Ô, minino, cê viu o Júlio?
Vendo hoje uma postagem no blog Daqui de Pitanguy sobre o seresteiro Júlio Timote, lembranças de quase meio século pululam. Não que fôssemos parceiros de empreitada, de trinados e gorjeios. Júlio tinha a voz e o inseparável violão. Saía pelo fundo do quintal de seus pais e, enquanto nos divertíamos, em meu beco, atrás duma bola, Júlio trepava a um pé de manga num lote baldio, e nos brindava com canções inesquecíveis, entre as quais, Diana, mais que princesa, reinava.

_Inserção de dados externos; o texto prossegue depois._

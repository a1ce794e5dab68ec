use super::{or_not_configured, read_data, DEFAULT_ICON_THEME};
use crate::items::{ItemType, MenuItem};
use serde::{Deserialize, Serialize};

/// Payload of a `uri` item.
#[derive(Debug, Clone, Default, PartialEq, Serialize, Deserialize)]
#[serde(default)]
pub struct UriData {
    pub uri: String,
}

pub struct UriItemType;

impl ItemType for UriItemType {
    fn has_children(&self) -> bool {
        false
    }

    fn default_name(&self) -> &str {
        "Open URI"
    }

    fn default_icon(&self) -> &str {
        "public"
    }

    fn default_icon_theme(&self) -> &str {
        DEFAULT_ICON_THEME
    }

    fn default_data(&self) -> serde_json::Value {
        serde_json::json!({ "uri": "" })
    }

    fn generic_description(&self) -> &str {
        "Opens files or websites."
    }

    fn describe(&self, item: &MenuItem) -> String {
        let data: UriData = read_data(&item.data);
        or_not_configured(&data.uri)
    }
}
use crate::items::{ItemRegistry, MenuItem};
use anyhow::{Context, Result};
use clap::{Parser, Subcommand};
use std::fmt::Write as _;
use std::path::{Path, PathBuf};

#[derive(Parser, Debug)]
#[command(name = "pie-items")]
#[command(about = "Inspect and create pie menu items")]
#[command(version)]
pub struct Cli {
    #[command(subcommand)]
    pub command: CliCommand,
}

#[derive(Subcommand, Debug)]
pub enum CliCommand {
    /// List the available item types
    Types,
    /// Print a new item of the given type as JSON
    New {
        kind: String,
        /// Replace the default name
        #[arg(long)]
        name: Option<String>,
    },
    /// Summarize every item of a JSON menu tree
    Describe { file: PathBuf },
}

pub fn run(cli: Cli, registry: &ItemRegistry) -> Result<String> {
    match cli.command {
        CliCommand::Types => Ok(list_types(registry)),
        CliCommand::New { kind, name } => new_item(registry, &kind, name),
        CliCommand::Describe { file } => describe_file(registry, &file),
    }
}

pub fn list_types(registry: &ItemRegistry) -> String {
    let mut out = String::new();
    for (name, item_type) in registry.list_all() {
        let marker = if item_type.has_children() { " (container)" } else { "" };
        let _ = writeln!(out, "{}{}: {}", name, marker, item_type.generic_description());
    }
    out
}

pub fn new_item(registry: &ItemRegistry, kind: &str, name: Option<String>) -> Result<String> {
    let mut item = registry.create(kind)?;
    if let Some(name) = name {
        item.name = name;
    }
    Ok(serde_json::to_string_pretty(&item)?)
}

pub fn describe_file(registry: &ItemRegistry, path: &Path) -> Result<String> {
    let content = std::fs::read_to_string(path)
        .with_context(|| format!("Failed to read menu file: {}", path.display()))?;
    let item: MenuItem = serde_json::from_str(&content)
        .with_context(|| format!("Invalid menu item JSON: {}", path.display()))?;

    if !registry.is_well_formed(&item) {
        log::warn!("Menu tree in {} is not well-formed", path.display());
    }

    let mut out = String::new();
    describe_tree(registry, &item, 0, &mut out);
    Ok(out)
}

fn describe_tree(registry: &ItemRegistry, item: &MenuItem, depth: usize, out: &mut String) {
    let indent = "  ".repeat(depth);
    let description = registry
        .describe(item)
        .unwrap_or_else(|| format!("Unknown item type: {}", item.kind));
    let _ = writeln!(out, "{}{} [{}] {}", indent, item.name, item.kind, description);

    for child in item.children.iter().flatten() {
        describe_tree(registry, child, depth + 1, out);
    }
}
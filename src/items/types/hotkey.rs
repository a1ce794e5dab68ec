use super::{or_not_configured, read_data, DEFAULT_ICON_THEME};
use crate::items::{ItemType, MenuItem};
use serde::{Deserialize, Serialize};

/// Payload of a `hotkey` item. `hotkey` is a key chord such as `ctrl+alt+t`.
#[derive(Debug, Clone, PartialEq, Serialize, Deserialize)]
#[serde(default)]
pub struct HotkeyData {
    pub hotkey: String,
    pub delayed: bool,
}

impl Default for HotkeyData {
    fn default() -> Self {
        Self {
            hotkey: String::new(),
            delayed: true,
        }
    }
}

pub struct HotkeyItemType;

impl ItemType for HotkeyItemType {
    fn has_children(&self) -> bool {
        false
    }

    fn default_name(&self) -> &str {
        "Simulate Hotkey"
    }

    fn default_icon(&self) -> &str {
        "keyboard"
    }

    fn default_icon_theme(&self) -> &str {
        DEFAULT_ICON_THEME
    }

    fn default_data(&self) -> serde_json::Value {
        serde_json::json!({ "hotkey": "", "delayed": true })
    }

    fn generic_description(&self) -> &str {
        "Simulates a keyboard shortcut."
    }

    fn describe(&self, item: &MenuItem) -> String {
        let data: HotkeyData = read_data(&item.data);
        or_not_configured(&data.hotkey)
    }
}
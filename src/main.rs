use anyhow::Result;
use clap::Parser;
use pie_items::cli::{self, Cli};
use pie_items::ItemRegistry;

fn main() -> Result<()> {
    env_logger::Builder::from_env(env_logger::Env::default().default_filter_or("info"))
        .init();

    let cli = Cli::parse();
    log::debug!("Running command: {:?}", cli.command);

    let output = cli::run(cli, ItemRegistry::shared())?;
    print!("{}", output);
    Ok(())
}
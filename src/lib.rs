//! Detection of stale repositories in a GitHub organization.
//!
//! The library lists repositories through a [`RepositoryClient`], drops the
//! ones exempted by name pattern or topic, resolves each repository's last
//! activity date, and reports every unarchived repository whose inactivity
//! exceeds the configured threshold. Results are rendered as a JSON array and
//! a Markdown table and can be published as GitHub Actions step outputs.

mod activity;
mod classify;
mod client;
mod config;
mod error;
mod exempt;
mod output;
mod report;
mod repository;
mod scan;
#[cfg(test)]
mod testing;

pub use activity::get_active_date;
pub use classify::{ScanOptions, classify_at, find_inactive_repositories, sort_by_inactivity};
pub use client::{GitHubClient, ListingScope, RepositoryClient, TopicLookup};
pub use config::{ActivityMethod, Config, ConfigInput, Credentials};
pub use error::{Error, io_error};
pub use exempt::{Exemptions, NamePatterns, is_exempt};
pub use output::PipelineOutput;
pub use report::{
    JSON_OUTPUT_KEY, JSON_REPORT_FILE, MARKDOWN_OUTPUT_KEY, MARKDOWN_REPORT_FILE, ReportPaths,
    render_json, render_markdown, write_json_report, write_markdown_report, write_reports,
};
pub use repository::{InactivityRecord, Repository, Visibility};
pub use scan::run_scan;
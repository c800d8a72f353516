// SPDX-FileCopyrightText: 2025 RAprogramm <andrey.rozanov.vl@gmail.com>
// SPDX-License-Identifier: MIT

//! Resolution of the instant a repository was last active.

use chrono::{DateTime, FixedOffset};
use tracing::{debug, warn};

use crate::{client::RepositoryClient, config::ActivityMethod, repository::Repository};

/// Resolves the activity date of `repository` using `method`.
///
/// Returns `None` when the repository was never pushed to or when the date
/// cannot be resolved. Resolution failures are logged with the repository
/// URL and never abort the scan.
pub async fn get_active_date<C: RepositoryClient,>(
    client: &C,
    repository: &Repository,
    method: ActivityMethod,
) -> Option<DateTime<FixedOffset,>,>
{
    let resolved = match method {
        ActivityMethod::Pushed => {
            let pushed_at = repository.pushed_at.as_deref()?;
            DateTime::parse_from_rfc3339(pushed_at,)
                .map_err(|e| format!("invalid pushed_at '{pushed_at}': {e}"),)
        }
        ActivityMethod::DefaultBranchUpdated => match repository.default_branch.as_deref() {
            Some(branch,) => client
                .fetch_branch_commit_date(repository, branch,)
                .await
                .map_err(|e| e.to_string(),),
            None => Err("repository has no default branch".to_owned(),),
        },
    };

    match resolved {
        Ok(date,) => Some(date,),
        Err(reason,) => {
            warn!("{} had an exception trying to get the activity date.", repository.html_url);
            debug!("Activity date failure for {}: {}", repository.html_url, reason);
            None
        }
    }
}
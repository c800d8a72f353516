// SPDX-FileCopyrightText: 2025 RAprogramm <andrey.rozanov.vl@gmail.com>
// SPDX-License-Identifier: MIT

/// GitHub API access for the stale repository scan.
///
/// [`RepositoryClient`] is the seam consumed by the exemption filter, the
/// activity resolver and the classifier. [`GitHubClient`] implements it on top
/// of an authenticated Octocrab instance.
use std::future::Future;

use chrono::{DateTime, FixedOffset};
use masterror::AppError;
use octocrab::{
    Octocrab, Page,
    models::{AppId, InstallationId},
};
use serde::{Deserialize, Serialize};
use tracing::debug;

use crate::{
    config::{Config, Credentials},
    error::Error,
    repository::Repository,
};

const PAGE_SIZE: u8 = 100;
const ENTERPRISE_API_SUFFIX: &str = "/api/v3";

/// Which repositories a scan lists.
#[derive(Debug, Clone, PartialEq, Eq,)]
pub enum ListingScope
{
    /// Every repository of the named organization.
    Organization(String,),
    /// Repositories owned by the authenticated identity.
    Owner,
}

impl ListingScope
{
    /// Derives the scope from the configured organization name.
    pub fn from_organization(organization: Option<&str,>,) -> Self
    {
        match organization {
            Some(name,) => Self::Organization(name.to_owned(),),
            None => Self::Owner,
        }
    }
}

/// Outcome of a topic lookup.
#[derive(Debug, Clone, PartialEq, Eq,)]
pub enum TopicLookup
{
    /// Topic labels attached to the repository.
    Labels(Vec<String,>,),
    /// Topics are not available for the repository (HTTP 404), which is
    /// typical for private temporary forks.
    Unavailable,
}

/// Repository operations required by the scan.
pub trait RepositoryClient
{
    /// Lists every repository in `scope`, following pagination.
    fn list_repositories(
        &self,
        scope: &ListingScope,
    ) -> impl Future<Output = Result<Vec<Repository,>, AppError,>,> + Send;

    /// Fetches the topic labels of `repository`.
    fn fetch_topics(
        &self,
        repository: &Repository,
    ) -> impl Future<Output = Result<TopicLookup, AppError,>,> + Send;

    /// Returns the committer date of the latest commit on `branch`.
    fn fetch_branch_commit_date(
        &self,
        repository: &Repository,
        branch: &str,
    ) -> impl Future<Output = Result<DateTime<FixedOffset,>, AppError,>,> + Send;
}

/// Octocrab-backed [`RepositoryClient`].
#[derive(Debug, Clone,)]
pub struct GitHubClient
{
    octocrab: Octocrab,
}

#[derive(Debug, Serialize,)]
struct ListParams
{
    per_page: u8,
    #[serde(rename = "type", skip_serializing_if = "Option::is_none")]
    kind:     Option<&'static str,>,
}

#[derive(Debug, Deserialize,)]
struct TopicsResponse
{
    #[serde(default)]
    names: Vec<String,>,
}

#[derive(Debug, Deserialize,)]
struct BranchResponse
{
    commit: BranchCommit,
}

#[derive(Debug, Deserialize,)]
struct BranchCommit
{
    commit: CommitDetails,
}

#[derive(Debug, Deserialize,)]
struct CommitDetails
{
    committer: Option<CommitSignature,>,
}

#[derive(Debug, Deserialize,)]
struct CommitSignature
{
    date: Option<String,>,
}

impl GitHubClient
{
    /// Wraps an already configured Octocrab instance.
    pub fn new(octocrab: Octocrab,) -> Self
    {
        Self {
            octocrab,
        }
    }

    /// Authenticates against GitHub.com or GitHub Enterprise.
    ///
    /// Token credentials are used directly; app credentials are exchanged for
    /// an installation token.
    ///
    /// # Errors
    ///
    /// Returns [`Error::Authentication`] when the client cannot be built, the
    /// private key is not valid PEM, or the installation token cannot be
    /// obtained.
    pub async fn connect(config: &Config,) -> Result<Self, Error,>
    {
        let mut builder = Octocrab::builder();

        if let Some(url,) = config.enterprise_url.as_deref() {
            let api_url = enterprise_api_url(url,);
            debug!("Using GitHub Enterprise API at {}", api_url);
            builder = builder.base_uri(api_url.as_str(),).map_err(|e| {
                Error::authentication(format!("invalid enterprise URL {api_url}: {e}"),)
            },)?;
        }

        let octocrab = match &config.credentials {
            Credentials::Token(token,) => builder
                .personal_token(token.clone(),)
                .build()
                .map_err(|e| Error::authentication(format!("failed to initialize client: {e}"),),)?,
            Credentials::App {
                app_id,
                private_key,
                installation_id,
            } => {
                let key = jsonwebtoken::EncodingKey::from_rsa_pem(private_key.as_bytes(),)
                    .map_err(|e| Error::authentication(format!("invalid app private key: {e}"),),)?;
                let app = builder.app(AppId(*app_id,), key,).build().map_err(|e| {
                    Error::authentication(format!("failed to initialize app client: {e}"),)
                },)?;
                let (installation, _token,) = app
                    .installation_and_token(InstallationId(*installation_id,),)
                    .await
                    .map_err(|e| {
                        Error::authentication(format!(
                            "failed to obtain installation token for {installation_id}: {e}"
                        ),)
                    },)?;
                installation
            }
        };

        Ok(Self::new(octocrab,),)
    }
}

impl RepositoryClient for GitHubClient
{
    async fn list_repositories(
        &self,
        scope: &ListingScope,
    ) -> Result<Vec<Repository,>, AppError,>
    {
        let (route, params,) = match scope {
            ListingScope::Organization(name,) => (
                format!("/orgs/{name}/repos"),
                ListParams {
                    per_page: PAGE_SIZE, kind: None,
                },
            ),
            ListingScope::Owner => (
                "/user/repos".to_owned(),
                ListParams {
                    per_page: PAGE_SIZE, kind: Some("owner",),
                },
            ),
        };

        let mut page: Page<Repository,> = self
            .octocrab
            .get(&route, Some(&params,),)
            .await
            .map_err(|e| AppError::service(format!("failed to list repositories: {e}"),),)?;

        let mut repositories = Vec::with_capacity(page.items.len(),);
        loop {
            repositories.append(&mut page.items,);
            let next = self
                .octocrab
                .get_page::<Repository>(&page.next,)
                .await
                .map_err(|e| AppError::service(format!("failed to list repositories: {e}"),),)?;
            match next {
                Some(next_page,) => page = next_page,
                None => break,
            }
        }

        debug!("Listed {} repositories", repositories.len());
        Ok(repositories,)
    }

    async fn fetch_topics(&self, repository: &Repository,) -> Result<TopicLookup, AppError,>
    {
        let route = format!("/repos/{}/topics", repository.full_name);
        match self.octocrab.get::<TopicsResponse, _, _>(&route, None::<&(),>,).await {
            Ok(response,) => Ok(TopicLookup::Labels(response.names,),),
            Err(error,) if is_not_found(&error,) => Ok(TopicLookup::Unavailable,),
            Err(error,) => Err(AppError::service(format!(
                "failed to fetch topics for {}: {error}",
                repository.full_name
            ),),),
        }
    }

    async fn fetch_branch_commit_date(
        &self,
        repository: &Repository,
        branch: &str,
    ) -> Result<DateTime<FixedOffset,>, AppError,>
    {
        let route = format!("/repos/{}/branches/{branch}", repository.full_name);
        let response: BranchResponse =
            self.octocrab.get(&route, None::<&(),>,).await.map_err(|e| {
                AppError::service(format!(
                    "failed to fetch branch {branch} of {}: {e}",
                    repository.full_name
                ),)
            },)?;

        let date = response
            .commit
            .commit
            .committer
            .and_then(|committer| committer.date,)
            .ok_or_else(|| {
                AppError::validation(format!("branch {branch} has no committer date"),)
            },)?;

        DateTime::parse_from_rfc3339(&date,)
            .map_err(|e| AppError::validation(format!("invalid committer date '{date}': {e}"),),)
    }
}

fn is_not_found(error: &octocrab::Error,) -> bool
{
    matches!(error, octocrab::Error::GitHub { source, .. } if source.status_code.as_u16() == 404)
}

fn enterprise_api_url(base: &str,) -> String
{
    let trimmed = base.trim_end_matches('/',);
    if trimmed.ends_with(ENTERPRISE_API_SUFFIX,) {
        trimmed.to_owned()
    } else {
        format!("{trimmed}{ENTERPRISE_API_SUFFIX}")
    }
}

Júlio vivia numa família complicada. Mudo, o pai Timóteo, batia sola de sol a sola. Era caprichoso e careiro para os padrões e patrões usuais. Entre os 3 irmãos, duas moças haviam herdado a mudez paterna, e o irmão, um pouco menos falante do que o rouxinol da família, nem cantava. Vivia entre o trabalho na fábrica de tecidos e o futebol dos mais crescidos.
A mãe de Júlio era uma Teresa, que alternava momentos de lucidez quando se postava à janela da sala de sua casa e cumprimentava passantes, a crises convulsivas de choro, ouvidos à distância. Sofria de bócio, e do ócio.
Nas poucas vezes em que era vista a zanzar pela rua, abordava crianças geralmente, e lhes perguntava:
- Ô minino, cê viu o Júlio?
Das sonoridades do pé de manga, Júlio partiu para as serestas, requisitado que era. E a boemia passou a reverenciá-lo. Tornara-se imperdível para os apreciadores da noite. E não ficou só no atendimento a pedidos, que vinham em cascata. Produziu também, musicando letras que lhe chegavam. A mais notória foi Amor a três, lindíssima composição que, os habitués da zona, ébrios, sintetizavam, em seus pedidos e perdidos,
para treisamor. Era um sucesso.
E um dia Júlio deixou Pitangui e a saudade, indo exibir sua arte alhures. Novos horizontes. Mas quem é, entre os cumpanhero, que dá conta hoje de seu paradero?
- Cê num viu o Júlio não, ô minino?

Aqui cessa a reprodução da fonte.